Personal information
- Date of birth: 5 October 1975 (age 49)
- Place of birth: Ukrainian SSR, Soviet Union
- Height: 1.74 m (5 ft 9 in)
- Position(s): Midfielder

Team information
- Current team: Volyn Lutsk (U19)

Youth career
- SDYuShOR Dnipro-75 Dnipropetrovsk

Senior career*
- Years: Team / Apps / (Gls)
- 1992: Metalurh Dniprodzerzhynsk / 4 / (0)
- 1992–1994: Shakhtar Pavlohrad / 77 / (4)
- 1994: Dnipro Dnipropetrovsk / 2 / (0)
- 1995–1996: Metalurh Novomoskovsk / 32 / (0)
- 1996: Kremin Kremenchuk / 6 / (0)
- 1996: → Hirnyk-Sport Komsomolsk (loan) / 1 / (0)
- 1996: Maccabi Petah Tikva / 3 / (0)
- 1997: Nyva Vinnytsia / 10 / (0)
- 1997: Uralmash Yekaterinburg / 20 / (0)
- 1999: Dynamo Stavropol / 1 / (0)
- 2000–2001: Volyn Lutsk / 24 / (4)
- 2001–2004: Prykarpattia / Spartak / 30 / (2)
- 2001–2004: → Lukor / Spartak-2 (loan) / 44 / (5)
- 2003: → Krymteplytsia Molodizhne (loan) / 12 / (1)
- 2004: SC Mykolaiv / 14 / (0)
- 2005: FC Bershad / 3 / (0)
- 2005: Sokil Berezhany / 2 / (0)
- 2005: Yalos Yalta / 6 / (0)
- 2006–2008: Khimik Krasnoperekopsk / 72 / (14)
- 2008–2009: FC Sevastopol / 30 / (7)
- 2009: Feniks-Illichovets Kalinine / 15 / (4)
- 2010: Orlicz Suchedniów / 15 / (4)
- 2010: Stal Kraśnik / 15 / (2)
- 2010: FC Foros / 7 / (1)
- 2011: Haray Zhovkva
- 2012: Zhemchuzhyna Yalta / 16 / (2)
- 2016: FC Lutsk / 5 / (0)
- Total:  / 466 / (50)

Managerial career
- 2010: Feniks-Illichovets Kalinine (assistant)
- 2011–2012: Zhemchuzhyna Yalta (assistant)
- 2013–2015: DYuSSh Volyn Lutsk (assistant)
- 2015–2016: Volyn Lutsk (under-19)
- 2016–2017: Volyn Lutsk (assistant)
- 2017: Volyn Lutsk (acting)
- 2017–2020: Volyn Lutsk (assistant)
- 2020–2021: Volyn-2 Lutsk
- 2021–2022: Volyn Lutsk
- 2022–: Volyn Lutsk (U19)

= Albert Shakhov =

Ukrainian footballer and manager

Albert Heorhiyovych Shakhov (Альберт Георгійович Шахов; born 5 October 1975) is a Ukrainian former professional footballer and current manager of under-19 squad of Volyn Lutsk.

==Career==
Albert Shakhov is a product of the Dnipro-75 sports school and started his career in clubs of the Dnipropetrovsk Oblast Metalurh Dniprodzerzhynsk, Shakhtar Pavlohrad, Metalurh Novomoskovsk. Couple of games Shakhov managed to play for his main club Dnipro, but in 1996 he first to Kremenchuk and later Israel.

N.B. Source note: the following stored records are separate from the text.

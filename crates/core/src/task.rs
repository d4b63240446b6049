// SPDX-License-Identifier: BUSL-1.1
// Copyright (c) 2026 Alfred Jean LLC

//! Task records and the merge-pipeline state stored on them.
//!
//! Tasks live in the external entity store; the steward subsystem reads a
//! typed projection and writes back through [`TaskPatch`]. The orchestrator
//! sub-record carries the per-task merge pipeline state.

use crate::id::{AgentId, TaskId};
use chrono::{DateTime, Utc};
use serde::{Deserialize, Serialize};

#[derive(Debug, Clone, Copy, PartialEq, Eq, Serialize, Deserialize)]
#[serde(rename_all = "SCREAMING_SNAKE_CASE")]
pub enum TaskStatus {
    Open,
    InProgress,
    Review,
    Closed,
    Cancelled,
}

impl TaskStatus {
    /// Open, in-progress, and review tasks are active; closed and cancelled
    /// are terminal.
    pub fn is_active(&self) -> bool {
        matches!(self, TaskStatus::Open | TaskStatus::InProgress | TaskStatus::Review)
    }
}

crate::labels! {
    TaskStatus {
        Open => "OPEN",
        InProgress => "IN_PROGRESS",
        Review => "REVIEW",
        Closed => "CLOSED",
        Cancelled => "CANCELLED",
    }
}

#[derive(Debug, Clone, Copy, PartialEq, Eq, PartialOrd, Ord, Serialize, Deserialize, Default)]
#[serde(rename_all = "lowercase")]
pub enum Priority {
    Low,
    #[default]
    Medium,
    High,
    Urgent,
}

#[derive(Debug, Clone, Copy, PartialEq, Eq, PartialOrd, Ord, Serialize, Deserialize, Default)]
#[serde(rename_all = "lowercase")]
pub enum Complexity {
    Low,
    #[default]
    Medium,
    High,
}

/// Per-task state of the merge pipeline.
#[derive(Debug, Clone, Copy, PartialEq, Eq, Serialize, Deserialize, Default)]
#[serde(rename_all = "snake_case")]
pub enum MergeStatus {
    Pending,
    Testing,
    Merging,
    Merged,
    Conflict,
    TestFailed,
    Failed,
    #[default]
    NotApplicable,
}

crate::labels! {
    MergeStatus {
        Pending => "pending",
        Testing => "testing",
        Merging => "merging",
        Merged => "merged",
        Conflict => "conflict",
        TestFailed => "test_failed",
        Failed => "failed",
        NotApplicable => "not_applicable",
    }
}

/// The category of failure a fix task addresses.
#[derive(Debug, Clone, Copy, PartialEq, Eq, Serialize, Deserialize)]
#[serde(rename_all = "snake_case")]
pub enum FixType {
    TestFailure,
    MergeConflict,
}

crate::labels! {
    FixType {
        TestFailure => "test_failure",
        MergeConflict => "merge_conflict",
    }
}

/// Outcome of one test-command run against a task worktree.
#[derive(Debug, Clone, PartialEq, Serialize, Deserialize)]
pub struct TestResult {
    pub passed: bool,
    pub completed_at: DateTime<Utc>,
    #[serde(default, skip_serializing_if = "Option::is_none")]
    pub duration_ms: Option<u64>,
    #[serde(default, skip_serializing_if = "Option::is_none")]
    pub error_message: Option<String>,
}

/// Orchestrator metadata sub-record on a task.
#[derive(Debug, Clone, PartialEq, Serialize, Deserialize, Default)]
pub struct OrchestratorMeta {
    #[serde(default, skip_serializing_if = "Option::is_none")]
    pub branch: Option<String>,
    #[serde(default, skip_serializing_if = "Option::is_none")]
    pub worktree: Option<String>,
    #[serde(default, skip_serializing_if = "Option::is_none")]
    pub assigned_agent: Option<AgentId>,
    #[serde(default)]
    pub merge_status: MergeStatus,
    #[serde(default, skip_serializing_if = "Option::is_none")]
    pub merged_at: Option<DateTime<Utc>>,
    #[serde(default, skip_serializing_if = "Option::is_none")]
    pub merge_failure_reason: Option<String>,
    #[serde(default, skip_serializing_if = "Option::is_none")]
    pub last_test_result: Option<TestResult>,
    #[serde(default)]
    pub test_run_count: u32,
}

/// Task metadata envelope: the orchestrator sub-record plus fix-task
/// provenance.
#[derive(Debug, Clone, PartialEq, Serialize, Deserialize, Default)]
pub struct TaskMeta {
    #[serde(default)]
    pub orchestrator: OrchestratorMeta,
    #[serde(default, skip_serializing_if = "Option::is_none")]
    pub original_task_id: Option<TaskId>,
    #[serde(default, skip_serializing_if = "Option::is_none")]
    pub fix_type: Option<FixType>,
}

/// A task as read from the entity store.
#[derive(Debug, Clone, PartialEq, Serialize, Deserialize)]
pub struct Task {
    pub id: TaskId,
    pub title: String,
    pub status: TaskStatus,
    #[serde(default)]
    pub priority: Priority,
    #[serde(default)]
    pub complexity: Complexity,
    #[serde(default, skip_serializing_if = "Option::is_none")]
    pub assignee: Option<AgentId>,
    pub created_by: AgentId,
    pub created_at: DateTime<Utc>,
    pub updated_at: DateTime<Utc>,
    #[serde(default, skip_serializing_if = "Option::is_none")]
    pub closed_at: Option<DateTime<Utc>>,
    #[serde(default)]
    pub tags: Vec<String>,
    #[serde(default)]
    pub metadata: TaskMeta,
}

impl Task {
    pub fn orchestrator(&self) -> &OrchestratorMeta {
        &self.metadata.orchestrator
    }

    pub fn merge_status(&self) -> MergeStatus {
        self.metadata.orchestrator.merge_status
    }

    pub fn has_tag(&self, tag: &str) -> bool {
        self.tags.iter().any(|t| t == tag)
    }

    /// Apply a patch, stamping `updated_at`.
    ///
    /// A patch that moves `merge_status` to `Merged` also closes the task,
    /// sets `closed_at`, and clears the assignee; the two transitions are a
    /// single write at the store boundary.
    pub fn apply(&mut self, patch: TaskPatch, now: DateTime<Utc>) {
        let TaskPatch {
            status,
            assignee,
            closed_at,
            branch,
            worktree,
            merge_status,
            merged_at,
            merge_failure_reason,
            last_test_result,
            test_run_count,
        } = patch;

        if let Some(status) = status {
            self.status = status;
        }
        if let Some(assignee) = assignee {
            self.assignee = assignee;
        }
        if let Some(closed_at) = closed_at {
            self.closed_at = closed_at;
        }
        let orch = &mut self.metadata.orchestrator;
        if let Some(branch) = branch {
            orch.branch = branch;
        }
        if let Some(worktree) = worktree {
            orch.worktree = worktree;
        }
        if let Some(merge_status) = merge_status {
            orch.merge_status = merge_status;
        }
        if let Some(merged_at) = merged_at {
            orch.merged_at = Some(merged_at);
        }
        if let Some(reason) = merge_failure_reason {
            orch.merge_failure_reason = reason;
        }
        if let Some(result) = last_test_result {
            orch.last_test_result = Some(result);
        }
        if let Some(count) = test_run_count {
            orch.test_run_count = count;
        }

        if self.metadata.orchestrator.merge_status == MergeStatus::Merged {
            self.status = TaskStatus::Closed;
            if self.closed_at.is_none() {
                self.closed_at = Some(now);
            }
            self.assignee = None;
        }

        self.updated_at = now;
    }
}

/// A partial update to a task.
///
/// `None` fields are untouched; `Some(None)` on a double-optional field
/// clears it.
#[derive(Debug, Clone, PartialEq, Default)]
pub struct TaskPatch {
    pub status: Option<TaskStatus>,
    pub assignee: Option<Option<AgentId>>,
    pub closed_at: Option<Option<DateTime<Utc>>>,
    pub branch: Option<Option<String>>,
    pub worktree: Option<Option<String>>,
    pub merge_status: Option<MergeStatus>,
    pub merged_at: Option<DateTime<Utc>>,
    pub merge_failure_reason: Option<Option<String>>,
    pub last_test_result: Option<TestResult>,
    pub test_run_count: Option<u32>,
}

impl TaskPatch {
    pub fn new() -> Self {
        Self::default()
    }

    crate::setters! {
        option status: TaskStatus,
        option merge_status: MergeStatus,
        option merged_at: DateTime<Utc>,
        option last_test_result: TestResult,
        option test_run_count: u32,
    }

    pub fn assignee(mut self, v: impl Into<AgentId>) -> Self {
        self.assignee = Some(Some(v.into()));
        self
    }

    pub fn clear_assignee(mut self) -> Self {
        self.assignee = Some(None);
        self
    }

    pub fn closed_at(mut self, at: DateTime<Utc>) -> Self {
        self.closed_at = Some(Some(at));
        self
    }

    pub fn merge_failure_reason(mut self, v: impl Into<String>) -> Self {
        self.merge_failure_reason = Some(Some(v.into()));
        self
    }

    pub fn clear_worktree(mut self) -> Self {
        self.worktree = Some(None);
        self
    }

    pub fn is_empty(&self) -> bool {
        self == &Self::default()
    }

    /// The full patch for a successful merge: merged status plus the task
    /// closure it implies.
    pub fn merged(commit_at: DateTime<Utc>) -> Self {
        Self::new()
            .merge_status(MergeStatus::Merged)
            .merged_at(commit_at)
            .status(TaskStatus::Closed)
            .closed_at(commit_at)
            .clear_assignee()
    }
}

#[cfg(test)]
#[path = "task_tests.rs"]
mod tests;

Until 2000 Shakhov was returning to Ukraine on occasions and going back to Russia playing for lower league clubs in both countries. With a short stop in Lutsk, in 2001 he moved to Ivano-Frankivsk spending there few years.

Sometime in 2005 Shakhov moved to Crimea where he retired and remained with the newly organized FC Zhemchuzhyna Yalta until 2013.

In 2013 Shakhov moved to coach at the Volyn Lutsk sports school.